Asymptotics of a Solution to an Optimal Control Problem with a Terminal Convex Performance Index and a Perturbation of the Initial Data

• Published in: Proceedings of the Steklov Institute of Mathematics Vol. 323; no. Suppl 1; pp. S85 - S97
• Main Authors: Danilin, A. R., Kovrizhnykh, O. O.
• Format: Journal Article Conference Proceeding
• Language: English
• Published: Moscow Pleiades Publishing 01.12.2023; Springer Nature B.V
• Subjects: Asymptotic properties; Geometric constraints; Mathematics; Mathematics and Statistics; Optimal control; Parameters; Performance indices; Rational functions; terminal convex performance index; optimal control; asymptotic expansion; small parameter
• ISSN: 0081-5438; 1531-8605
• DOI: 10.1134/S008154382306007X

In this paper, we investigate a problem of optimal control over a finite time interval for a linear system with constant coefficients and a small parameter in the initial data in the class of piecewise continuous controls with smooth geometric constraints.

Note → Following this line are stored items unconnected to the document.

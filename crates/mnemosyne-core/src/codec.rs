//! Canonical JSON encoding for audit events.
//!
//! Every store persists the same canonical byte form: object keys in
//! lexicographic order, compact separators, and null-valued fields dropped
//! under the default policy. Bytes produced by a backend's native writer
//! are brought into canonical form with [`JsonCodec::normalize`], so stored
//! documents stay byte-comparable across backends.

use crate::event::AuditEvent;
use serde_json::Value;

/// How null-valued fields are treated when encoding.
#[derive(Debug, Clone, Copy, PartialEq, Eq, Default)]
pub enum NullValuePolicy {
    /// Drop null-valued object members, recursively.
    #[default]
    Omit,
    /// Keep null-valued object members as-is.
    Preserve,
}

/// Errors that can occur while encoding or decoding events.
#[derive(Debug, thiserror::Error)]
pub enum CodecError {
    /// The event could not be encoded.
    #[error("Failed to encode event: {source}")]
    Encode {
        /// Underlying serializer error.
        #[source]
        source: serde_json::Error,
    },

    /// The bytes could not be decoded into an event.
    #[error("Failed to decode event: {source}")]
    Decode {
        /// Underlying deserializer error.
        #[source]
        source: serde_json::Error,
    },

    /// The encoded form is not a JSON object.
    #[error("Encoded event is not a JSON object")]
    NotAnObject,
}

/// The transport/storage encoding of an audit event.
#[derive(Debug, Clone, PartialEq, Eq)]
pub struct SerializedForm(Vec<u8>);

impl SerializedForm {
    /// Returns the encoded bytes.
    #[must_use]
    pub fn as_bytes(&self) -> &[u8] {
        &self.0
    }

    /// Consumes the form, returning the encoded bytes.
    #[must_use]
    pub fn into_bytes(self) -> Vec<u8> {
        self.0
    }

    /// Returns the encoded form as UTF-8 text, if it is valid UTF-8.
    #[must_use]
    pub fn as_str(&self) -> Option<&str> {
        std::str::from_utf8(&self.0).ok()
    }

    /// Returns the encoded length in bytes.
    #[must_use]
    pub fn len(&self) -> usize {
        self.0.len()
    }

    /// Returns whether the encoded form is empty.
    #[must_use]
    pub fn is_empty(&self) -> bool {
        self.0.is_empty()
    }
}

/// Canonical JSON codec for audit events.
///
/// Selected once when a store is constructed and read-only afterwards.
#[derive(Debug, Clone, Default)]
pub struct JsonCodec {
    null_values: NullValuePolicy,
}

impl JsonCodec {
    /// Creates a codec with the default (null-omitting) policy.
    #[must_use]
    pub const fn new() -> Self {
        Self {
            null_values: NullValuePolicy::Omit,
        }
    }

    /// Sets the null-value policy.
    #[must_use]
    pub const fn with_null_values(mut self, policy: NullValuePolicy) -> Self {
        self.null_values = policy;
        self
    }

    /// Returns the active null-value policy.
    #[must_use]
    pub const fn null_values(&self) -> NullValuePolicy {
        self.null_values
    }

    /// Encodes an event into its canonical byte form.
    ///
    /// # Errors
    ///
    /// Returns an error if the event cannot be represented as a JSON
    /// object.
    pub fn encode(&self, event: &AuditEvent) -> Result<SerializedForm, CodecError> {
        let mut value =
            serde_json::to_value(event).map_err(|source| CodecError::Encode { source })?;
        if !value.is_object() {
            return Err(CodecError::NotAnObject);
        }
        if self.null_values == NullValuePolicy::Omit {
            strip_null_members(&mut value);
        }
        serde_json::to_vec(&value)
            .map(SerializedForm)
            .map_err(|source| CodecError::Encode { source })
    }

    /// Decodes an event from its encoded form.
    ///
    /// Unknown members are collected into the event's open field map, so a
    /// decode of a canonical encoding reproduces every non-null field known
    /// at encoding time.
    ///
    /// # Errors
    ///
    /// Returns an error if the bytes are not a valid encoded event.
    pub fn decode(&self, bytes: &[u8]) -> Result<AuditEvent, CodecError> {
        serde_json::from_slice(bytes).map_err(|source| CodecError::Decode { source })
    }

    /// Re-encodes foreign bytes into canonical form.
    ///
    /// Used when a backend's native writer produced the bytes: the result
    /// is byte-identical to what [`JsonCodec::encode`] would have produced
    /// for the same logical document. Idempotent.
    ///
    /// # Errors
    ///
    /// Returns an error if the bytes are not valid JSON.
    pub fn normalize(&self, bytes: &[u8]) -> Result<SerializedForm, CodecError> {
        let mut value: Value =
            serde_json::from_slice(bytes).map_err(|source| CodecError::Decode { source })?;
        if self.null_values == NullValuePolicy::Omit {
            strip_null_members(&mut value);
        }
        serde_json::to_vec(&value)
            .map(SerializedForm)
            .map_err(|source| CodecError::Encode { source })
    }
}

/// Removes null-valued object members, recursing through objects and
/// arrays. Null array elements are positional values, not fields, and are
/// kept.
fn strip_null_members(value: &mut Value) {
    match value {
        Value::Object(map) => {
            map.retain(|_, v| !v.is_null());
            for v in map.values_mut() {
                strip_null_members(v);
            }
        }
        Value::Array(items) => {
            for item in items.iter_mut() {
                strip_null_members(item);
            }
        }
        _ => {}
    }
}
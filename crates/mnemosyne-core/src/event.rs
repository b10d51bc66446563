//! Audit event definitions.

use chrono::{DateTime, Utc};
use serde::{Deserialize, Serialize};
use serde_json::{Map, Value};

/// Current event envelope schema version.
pub const CURRENT_SCHEMA_VERSION: &str = "1.0.0";

/// A structured record describing one occurrence of interest.
///
/// An event is a small envelope (kind, timestamp, actor, correlation ID)
/// plus an open field map carrying the caller's domain data. The field map
/// is flattened on the wire, so the persisted form is a single flat JSON
/// document.
///
/// An event carries no identity of its own: identifiers are assigned by
/// the store that persists it and live outside the event.
#[derive(Debug, Clone, PartialEq, Serialize, Deserialize)]
pub struct AuditEvent {
    /// Event type discriminator (e.g. `"Connect"`, `"order.shipped"`).
    pub kind: String,

    /// When the recorded activity happened.
    pub occurred_at: DateTime<Utc>,

    /// Who triggered the activity.
    #[serde(skip_serializing_if = "Option::is_none")]
    pub actor: Option<String>,

    /// Correlation ID for request tracing.
    #[serde(skip_serializing_if = "Option::is_none")]
    pub correlation_id: Option<String>,

    /// Capture-context metadata.
    #[serde(skip_serializing_if = "Option::is_none")]
    pub metadata: Option<EventMetadata>,

    /// Caller-extended domain fields.
    #[serde(flatten)]
    pub fields: Map<String, Value>,
}

impl AuditEvent {
    /// Creates a new event of the given kind, timestamped now.
    #[must_use]
    pub fn new(kind: impl Into<String>) -> Self {
        Self {
            kind: kind.into(),
            occurred_at: Utc::now(),
            actor: None,
            correlation_id: None,
            metadata: None,
            fields: Map::new(),
        }
    }

    /// Sets the occurrence timestamp.
    #[must_use]
    pub const fn with_occurred_at(mut self, at: DateTime<Utc>) -> Self {
        self.occurred_at = at;
        self
    }

    /// Sets the actor.
    #[must_use]
    pub fn with_actor(mut self, actor: &str) -> Self {
        self.actor = Some(actor.to_string());
        self
    }

    /// Sets the correlation ID.
    #[must_use]
    pub fn with_correlation_id(mut self, id: &str) -> Self {
        self.correlation_id = Some(id.to_string());
        self
    }

    /// Attaches capture-context metadata.
    #[must_use]
    pub fn with_metadata(mut self, metadata: EventMetadata) -> Self {
        self.metadata = Some(metadata);
        self
    }

    /// Adds a domain field.
    ///
    /// A field whose value is `null` is kept in memory but dropped by the
    /// codec's default null policy when the event is encoded. Field names
    /// must not collide with envelope keys (`kind`, `occurred_at`,
    /// `actor`, `correlation_id`, `metadata`): the wire form is flat.
    #[must_use]
    pub fn with_field(mut self, name: &str, value: impl Into<Value>) -> Self {
        self.fields.insert(name.to_string(), value.into());
        self
    }

    /// Returns a domain field by name.
    #[must_use]
    pub fn field(&self, name: &str) -> Option<&Value> {
        self.fields.get(name)
    }

    /// Returns a domain field as a string slice, if it is one.
    #[must_use]
    pub fn field_str(&self, name: &str) -> Option<&str> {
        self.fields.get(name).and_then(Value::as_str)
    }
}

/// Metadata describing the context an event was captured in.
#[derive(Debug, Clone, PartialEq, Serialize, Deserialize)]
pub struct EventMetadata {
    /// Schema version for the event envelope.
    pub schema_version: String,

    /// Event source identifier.
    pub source: String,

    /// Environment (production, staging, development).
    #[serde(skip_serializing_if = "Option::is_none")]
    pub environment: Option<String>,

    /// Hostname where the event was captured.
    #[serde(skip_serializing_if = "Option::is_none")]
    pub hostname: Option<String>,

    /// Process ID of the capturing process.
    #[serde(skip_serializing_if = "Option::is_none")]
    pub pid: Option<u32>,

    /// Additional custom tags.
    #[serde(default, skip_serializing_if = "Vec::is_empty")]
    pub tags: Vec<String>,
}

impl Default for EventMetadata {
    fn default() -> Self {
        Self {
            schema_version: CURRENT_SCHEMA_VERSION.to_string(),
            source: "mnemosyne".to_string(),
            environment: None,
            hostname: None,
            pid: None,
            tags: Vec::new(),
        }
    }
}

impl EventMetadata {
    /// Creates metadata with default values.
    #[must_use]
    pub fn new() -> Self {
        Self::default()
    }

    /// Creates metadata with source identification.
    #[must_use]
    pub fn with_source(source: &str) -> Self {
        Self {
            source: source.to_string(),
            ..Default::default()
        }
    }

    /// Sets the environment.
    #[must_use]
    pub fn environment(mut self, env: &str) -> Self {
        self.environment = Some(env.to_string());
        self
    }

    /// Sets the hostname.
    #[must_use]
    pub fn hostname(mut self, hostname: &str) -> Self {
        self.hostname = Some(hostname.to_string());
        self
    }

    /// Sets the process ID.
    #[must_use]
    pub const fn pid(mut self, pid: u32) -> Self {
        self.pid = Some(pid);
        self
    }

    /// Adds a tag.
    #[must_use]
    pub fn tag(mut self, tag: &str) -> Self {
        self.tags.push(tag.to_string());
        self
    }
}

We consider a terminal convex performance index. We substantiate the limit relations as the small parameter tends to zero for the optimal value of the performance index and for the vector generating the optimal control in the problem. We show that the asymptotics of the solution can be of complicated nature. In particular, it may have no expansion in the Poincaré sense in any asymptotic sequence of rational functions of the small parameter or its logarithms.